▸ How to complete this task:
Starting with the line that contains "usize, max: usize" and ending with the final line of the data below, print those lines exactly and nothing else.

▸ Record extracts:
//! XML sitemap generation.
//!
//! # Data Flow
//! ```text
//! Directory (states → cities → facilities)
//!     → entries (loc, changefreq, priority)
//!     → xml.rs (urlset document)
//! ```
//!
//! # Design Decisions
//! - Site-wide map: home, every state, city and facility
//! - Per-state map: exactly one entry per city plus one per facility of that state
//! - URLs are built from slugs only; facility URLs carry the page suffix

pub mod xml;

use crate::model::facility::URL_SUFFIX;
use crate::model::{FacilityQuery, State};
use crate::store::{Directory, StoreResult};

pub use xml::{render_urlset, ChangeFreq, SitemapEntry};

pub const HOME_PRIORITY: f32 = 1.0;
pub const STATE_PRIORITY: f32 = 0.8;
pub const CITY_PRIORITY: f32 = 0.7;
pub const FACILITY_PRIORITY: f32 = 0.6;

/// Builds absolute page URLs from slugs.
#[derive(Debug, Clone)]
pub struct SiteUrls {
    base: String,
}

impl SiteUrls {
    pub fn new(base_url: &str) -> Self {
        Self {
            base: base_url.trim_end_matches('/').to_string(),
        }
    }

    pub fn home(&self) -> String {
        format!("{}/", self.base)
    }

    pub fn state(&self, state: &str) -> String {
        format!("{}/{state}", self.base)
    }

    pub fn city(&self, state: &str, city: &str) -> String {
        format!("{}/{state}/{city}", self.base)
    }

    pub fn facility(&self, state: &str, city: &str, facility: &str) -> String {
        format!("{}/{state}/{city}/{facility}{URL_SUFFIX}", self.base)
    }
}

async fn state_entries(
    directory: &dyn Directory,
    urls: &SiteUrls,
    state: &State,
) -> StoreResult<Vec<SitemapEntry>> {
    let mut entries = Vec::new();
    for city in directory.cities_in_state(state.id).await? {
        entries.push(SitemapEntry::new(
            urls.city(&state.slug, &city.slug),
            ChangeFreq::Weekly,
            CITY_PRIORITY,
        ));
    }

    let facilities = directory
        .facilities(&FacilityQuery {
            state_id: Some(state.id),
            ..FacilityQuery::default()
        })
        .await?;
    for view in facilities {
        entries.push(SitemapEntry::new(
            urls.facility(&state.slug, &view.city.slug, &view.facility.slug),
            ChangeFreq::Monthly,
            FACILITY_PRIORITY,
        ));
    }
    Ok(entries)
}

/// Sitemap covering the whole directory.
pub async fn site_sitemap(directory: &dyn Directory, base_url: &str) -> StoreResult<String> {
    let urls = SiteUrls::new(base_url);
    let mut entries = vec![SitemapEntry::new(urls.home(), ChangeFreq::Daily, HOME_PRIORITY)];

    for state in directory.list_states().await? {
        entries.push(SitemapEntry::new(
            urls.state(&state.slug),
            ChangeFreq::Weekly,
            STATE_PRIORITY,
        ));
        entries.extend(state_entries(directory, &urls, &state).await?);
    }

    tracing::debug!(entries = entries.len(), "Generated site sitemap");
    Ok(render_urlset(&entries))
}

/// Sitemap for one state, or `None` when the state does not exist.
pub async fn state_sitemap(
    directory: &dyn Directory,
    base_url: &str,
    state_slug: &str,
) -> StoreResult<Option<String>> {
    let Some(state) = directory.state_by_slug(state_slug).await? else {
        return Ok(None);
    };
    let urls = SiteUrls::new(base_url);
    let entries = state_entries(directory, &urls, &state).await?;

    tracing::debug!(state = %state.slug, entries = entries.len(), "Generated state sitemap");
    Ok(Some(render_urlset(&entries)))
}
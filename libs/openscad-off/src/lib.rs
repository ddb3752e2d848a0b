//! # OpenSCAD OFF
//!
//! Reader and writer for the Object File Format meshes produced by
//! `openscad -o model.off model.scad`.
//!
//! ## Usage
//!
//! ```rust
//! use openscad_off::parse_off;
//!
//! let mesh = parse_off("OFF\n4 1 0\n0 0 0\n1 0 0\n1 1 0\n0 1 0\n4 0 1 2 3\n")?;
//! assert_eq!(mesh.face_count(), 1);
//! assert_eq!(mesh.faces()[0].len(), 4); // quads stay quads
//! # Ok::<(), openscad_off::OffError>(())
//! ```

pub mod error;
pub mod parser;
pub mod writer;

pub use error::{OffError, OffErrorKind, OffResult};
pub use parser::parse_off;
pub use writer::write_off;
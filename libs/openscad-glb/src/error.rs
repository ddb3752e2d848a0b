//! # Error Types
//!
//! Error types for GLB export and inspection.
//!
//! ## Error Policy
//!
//! - An empty mesh is an error, never a zero-length or partial buffer
//! - Numeric problems are reported with the offending vertex index

use thiserror::Error;

// =============================================================================
// ERROR TYPES
// =============================================================================

/// Errors that can occur while writing or reading a GLB container.
#[derive(Error, Debug)]
pub enum ExportError {
    /// The mesh has no vertices or no faces.
    #[error("mesh is empty ({vertices} vertices, {faces} faces)")]
    EmptyMesh {
        /// Vertex count of the rejected mesh.
        vertices: usize,
        /// Face count of the rejected mesh.
        faces: usize,
    },

    /// A vertex coordinate is NaN or infinite (or overflows f32).
    #[error("vertex {index} has a non-finite coordinate")]
    NonFiniteVertex {
        /// Index of the vertex in the source mesh.
        index: usize,
    },

    /// The expanded vertex stream does not fit 32-bit indices.
    #[error("too many vertices for 32-bit indices: {count}")]
    TooManyVertices {
        /// Number of emitted vertices.
        count: usize,
    },

    /// The binary chunk outgrows the 32-bit offsets GLB uses.
    #[error("binary buffer too large for GLB: {bytes} bytes")]
    BufferTooLarge {
        /// Byte offset or length that overflowed.
        bytes: usize,
    },

    /// The scene description could not be (de)serialized.
    #[error("glTF JSON error: {0}")]
    Json(#[from] serde_json::Error),

    /// The bytes are not a well-formed GLB container.
    #[error("invalid GLB container: {0}")]
    InvalidContainer(String),
}

impl ExportError {
    /// Creates an invalid container error.
    pub fn invalid(message: impl Into<String>) -> Self {
        Self::InvalidContainer(message.into())
    }
}

// =============================================================================
// RESULT TYPE ALIAS
// =============================================================================

/// Result type alias for GLB operations.
pub type ExportResult<T> = Result<T, ExportError>;

// =============================================================================
// TESTS
// =============================================================================
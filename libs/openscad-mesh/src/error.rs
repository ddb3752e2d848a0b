//! # Mesh Errors
//!
//! Error types for mesh construction.

use thiserror::Error;

/// Errors raised when a [`Mesh`](crate::Mesh) would violate its invariants.
#[derive(Debug, Clone, PartialEq, Eq, Error)]
pub enum MeshError {
    /// A face references a vertex that does not exist.
    #[error("face {face} references vertex {index}, but the mesh has {vertex_count} vertices")]
    IndexOutOfRange {
        face: usize,
        index: u32,
        vertex_count: usize,
    },

    /// A face has fewer than three vertices.
    #[error("face {face} has {arity} vertices (at least 3 required)")]
    DegenerateFace { face: usize, arity: usize },

    /// Color records do not line up with the element they are bound to.
    #[error("{color_count} colors cannot be bound per {binding} to {element_count} elements")]
    ColorCountMismatch {
        binding: &'static str,
        color_count: usize,
        element_count: usize,
    },

    /// More vertices than a `u32` face index can address.
    #[error("too many vertices: {count} (max: {max})")]
    TooManyVertices { count: usize, max: usize },
}

/// Result type alias for mesh construction.
pub type MeshResult<T> = Result<T, MeshError>;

▸ Answer to the problem:
    TooManyVertices { count: usize, max: usize },
}

/// Result type alias for mesh construction.
pub type MeshResult<T> = Result<T, MeshError>;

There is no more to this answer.